# Fluid mechanics issues

1. Nov 20, 2009

### Mechdude

1. The problem statement, all variables and given/known data

1.a) the velocity components of a 3-d flow are
$$u= \frac{ax}{x^2+y^2}$$
$$v= \frac{ay}{x^2+y^2}$$
$$\omega = c$$
where a and c are arbitrary constants . show that the streamlines of this
flow are helics
$x=acos(t)$ ;
$y=asin(t)$ ;
$x=a*c*t$

a. what is the irrotational velocity filed associated with the potential
$\phi = 3x^2 -3x +3y^2 + 16t^2 +12zt$ ? does the flow satisfy the
incompresible continuity equation $\nabla \vec{q} = 0$ where q is the velocity.
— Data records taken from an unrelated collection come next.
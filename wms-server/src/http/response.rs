//! Success envelope and file downloads

use axum::http::{header, HeaderValue, StatusCode};
use axum::response::{IntoResponse, Response};
use axum::Json;
use serde::Serialize;

/// `{success: true, message?, data?}`
#[derive(Debug, Serialize)]
pub struct ApiResponse<T: Serialize> {
    pub success: bool,
    #[serde(skip_serializing_if = "Option::is_none")]
    pub message: Option<String>,
    #[serde(skip_serializing_if = "Option::is_none")]
    pub data: Option<T>,
}

impl<T: Serialize> ApiResponse<T> {
    pub fn ok(data: T) -> Self {
        Self {
            success: true,
            message: None,
            data: Some(data),
        }
    }

    pub fn with_message(message: impl Into<String>, data: T) -> Self {
        Self {
            success: true,
            message: Some(message.into()),
            data: Some(data),
        }
    }
}

impl ApiResponse<()> {
    pub fn message(message: impl Into<String>) -> Self {
        Self {
            success: true,
            message: Some(message.into()),
            data: None,
        }
    }
}

impl<T: Serialize> IntoResponse for ApiResponse<T> {
    fn into_response(self) -> Response {
        Json(self).into_response()
    }
}

/// CSV download with an attachment file name.
pub fn csv_attachment(filename: &str, bytes: Vec<u8>) -> Response {
    let disposition = HeaderValue::from_str(&format!("attachment; filename=\"{}\"", filename))
        .unwrap_or_else(|_| HeaderValue::from_static("attachment; filename=\"export.csv\""));
    (
        StatusCode::OK,
        [
            (
                header::CONTENT_TYPE,
                HeaderValue::from_static("text/csv; charset=utf-8"),
            ),
            (header::CONTENT_DISPOSITION, disposition),
        ],
        bytes,
    )
        .into_response()
}

#[cfg(test)]
mod tests {
    use super::*;

    #[test]
    fn envelope_skips_absent_fields() {
        let body = serde_json::to_value(ApiResponse::message("ok")).unwrap();
        assert_eq!(body, serde_json::json!({"success": true, "message": "ok"}));

        let body = serde_json::to_value(ApiResponse::ok(vec![1, 2])).unwrap();
        assert_eq!(body, serde_json::json!({"success": true, "data": [1, 2]}));
    }

    #[test]
    fn csv_download_headers() {
        let response = csv_attachment("report_x_2024-03-15.csv", b"a,b\n".to_vec());
        let headers = response.headers();
        assert_eq!(headers[header::CONTENT_TYPE], "text/csv; charset=utf-8");
        assert_eq!(
            headers[header::CONTENT_DISPOSITION],
            "attachment; filename=\"report_x_2024-03-15.csv\""
        );
    }
}
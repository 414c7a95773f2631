//! wms CLI - Warehouse barcode scanning
//!
//! Entry point for the `wms` command-line tool, which provides:
//! - The HTTP API server (`serve`)
//! - Database schema and sample catalog (`db`)
//! - Job catalog and dependency administration (`jobs`, `subjobs`, `deps`)
//! - A terminal scan station (`scan`) and scan history (`history`)
//! - Daily, monthly and per-user reports with CSV export (`report`)
//! - Bulk CSV import and its template (`import`, `template`)

use std::path::PathBuf;

use anyhow::Result;
use clap::{Parser, Subcommand, ValueEnum};
use wms_core::WmsConfig;

mod commands;
mod config;
mod output;
mod tracing_setup;

use output::Output;
use tracing_setup::TracingConfig;

#[derive(Parser, Debug)]
#[command(
    name = "wms",
    author,
    version,
    about = "Warehouse barcode scanning: scan ledger, job dependencies, reports",
    long_about = "Record warehouse barcode scans against job types, enforce job \
                  dependencies and duplicate rules, and report on the scan ledger."
)]
struct Cli {
    /// Config file (default: $WMS_CONFIG or ~/.wms/config.toml)
    #[arg(long, short = 'c', global = true)]
    config: Option<PathBuf>,

    /// Enable debug logging
    #[arg(long, global = true)]
    debug: bool,

    /// Export traces over OTLP (needs the telemetry feature)
    #[arg(long, global = true)]
    otel: bool,

    /// Print results as JSON
    #[arg(long, global = true)]
    json: bool,

    #[command(subcommand)]
    command: Commands,
}

#[derive(Subcommand, Debug)]
enum Commands {
    /// Run the HTTP API server
    Serve(commands::serve::ServeArgs),
    /// Database schema and sample data (migrate, seed)
    Db(commands::db::DbArgs),
    /// Manage main job types (list, add, rename, delete)
    Jobs(commands::jobs::JobsArgs),
    /// Manage sub job types (list, add, delete, activate)
    Subjobs(commands::jobs::SubJobsArgs),
    /// Manage job dependencies (list, add, remove, set)
    Deps(commands::deps::DepsArgs),
    /// Scan barcodes: one-shot or interactive station
    Scan(commands::scan::ScanArgs),
    /// Show scan history
    History(commands::history::HistoryArgs),
    /// Run reports (daily, monthly, users) and export CSV
    Report(commands::report::ReportArgs),
    /// Import scans from a CSV file
    Import(commands::import::ImportArgs),
    /// Write the CSV import template
    Template(commands::import::TemplateArgs),
    /// Manage wms configuration (init, show, path)
    Config(config::ConfigArgs),
    /// Generate shell completion scripts
    Completions(CompletionsArgs),
}

#[derive(Parser, Debug)]
struct CompletionsArgs {
    /// Shell to generate completions for
    #[arg(value_enum)]
    shell: Shell,
}

#[derive(Debug, Clone, Copy, ValueEnum)]
enum Shell {
    Bash,
    Zsh,
    Fish,
    PowerShell,
    Elvish,
}

#[tokio::main]
async fn main() -> Result<()> {
    dotenvy::dotenv().ok();
    let cli = Cli::parse();
    let out = Output::new(cli.json);

    // Neither needs a config or a database
    let command = match cli.command {
        Commands::Completions(args) => return run_completions(args),
        Commands::Config(args) => return config::run_config(args, cli.config.as_ref()),
        other => other,
    };

    let config = WmsConfig::load(cli.config.as_deref())?;
    tracing_setup::init(&TracingConfig {
        debug: cli.debug,
        otel: cli.otel,
        level: config.logging.level.clone(),
    })
    .ok();

    let result = dispatch(command, config, out).await;
    tracing_setup::shutdown_otel();
    result
}

async fn dispatch(command: Commands, config: WmsConfig, out: Output) -> Result<()> {
    use commands::Context;

    match command {
        Commands::Serve(args) => commands::run_serve(args, config).await,
        Commands::Db(args) => commands::run_db(args, &Context::connect(config, out).await?).await,
        Commands::Jobs(args) => commands::run_jobs(args, &Context::connect(config, out).await?).await,
        Commands::Subjobs(args) => {
            commands::run_subjobs(args, &Context::connect(config, out).await?).await
        }
        Commands::Deps(args) => commands::run_deps(args, &Context::connect(config, out).await?).await,
        Commands::Scan(args) => commands::run_scan(args, &Context::connect(config, out).await?).await,
        Commands::History(args) => {
            commands::run_history(args, &Context::connect(config, out).await?).await
        }
        Commands::Report(args) => {
            commands::run_report(args, &Context::connect(config, out).await?).await
        }
        Commands::Import(args) => {
            commands::run_import(args, &Context::connect(config, out).await?).await
        }
        Commands::Template(args) => {
            commands::run_template(args, &Context::connect(config, out).await?).await
        }
        Commands::Config(_) | Commands::Completions(_) => Ok(()),
    }
}

fn run_completions(args: CompletionsArgs) -> Result<()> {
    use clap::CommandFactory;
    use clap_complete::{generate, Shell as CompletionShell};
    use std::io;

    let mut cmd = Cli::command();
    let bin_name = cmd.get_name().to_string();

    let shell = match args.shell {
        Shell::Bash => CompletionShell::Bash,
        Shell::Zsh => CompletionShell::Zsh,
        Shell::Fish => CompletionShell::Fish,
        Shell::PowerShell => CompletionShell::PowerShell,
        Shell::Elvish => CompletionShell::Elvish,
    };

    generate(shell, &mut cmd, bin_name, &mut io::stdout());

    Ok(())
}

#[cfg(test)]
mod tests {
    use super::*;
    use clap::CommandFactory;

    #[test]
    fn cli_definition_is_consistent() {
        Cli::command().debug_assert();
    }

    #[test]
    fn global_flags_parse_after_subcommand() {
        let cli = Cli::try_parse_from(["wms", "jobs", "list", "--json"]).unwrap();
        assert!(cli.json);
        assert!(matches!(cli.command, Commands::Jobs(_)));
    }
}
2. b) the velocity potential of a 2D incompressible flow is
$$\phi = \frac{1}{2} log \left( \frac{(x+a)^2 +y^2}{(x-a)^2+y^2 } \right)$$
show that the stream function $\psi$ is given by:
$$\psi = \arctan \frac{y} {x-a} - \arctan \frac{y}{x-a}$$

3 a)
Air obeying Boyles law $p=k \rho$ is in motin in a uniform tube of small
cross-sectional area. show that if $\rho$ is the density and u is the velocity
at a distance x from a fixed point a; and t is time , this is true:
$$\frac{ \partial^2 \rho}{\partial t^2} = \frac {\partial^2 (u^2 + k) \rho}{\partial x^2}$$

3 b. A steam is rushing from a boiler throught a conical pipe, the diameters of the ends a
being D and d . if v and u are the corresponding velocities of the steam an if the motion is
supposed to be that of divergence from the vortex of the cone prove that
$$\begin{displaymath} \frac{u}{v} = \frac {D^2} {d^2} e^{\frac{u^2-v^2}{2k} } \end{displaymath}$$
where k is the pressure divide by the density and its a constant ie $k= \frac{p}{\rho}$
note its getting in at one end with a velocity $v$ and density $\rho_1$
and out the other side with $u$ and $\rho_2$

2. Relevant equations

$\nabla \vec{q} = 0$
Boyles law: $p=k \rho$

3. The attempt at a solution
i do not know how to start this stuff with all honesty.

2. Nov 22, 2009

### ideasrule

You've got u, v, w as well as x, y, z. To prove the equations for u,v,w are equivalent to those of x,y,z, you have to either integrate the velocity equations or derive the position equations. Integrating is hard; deriving is much easier.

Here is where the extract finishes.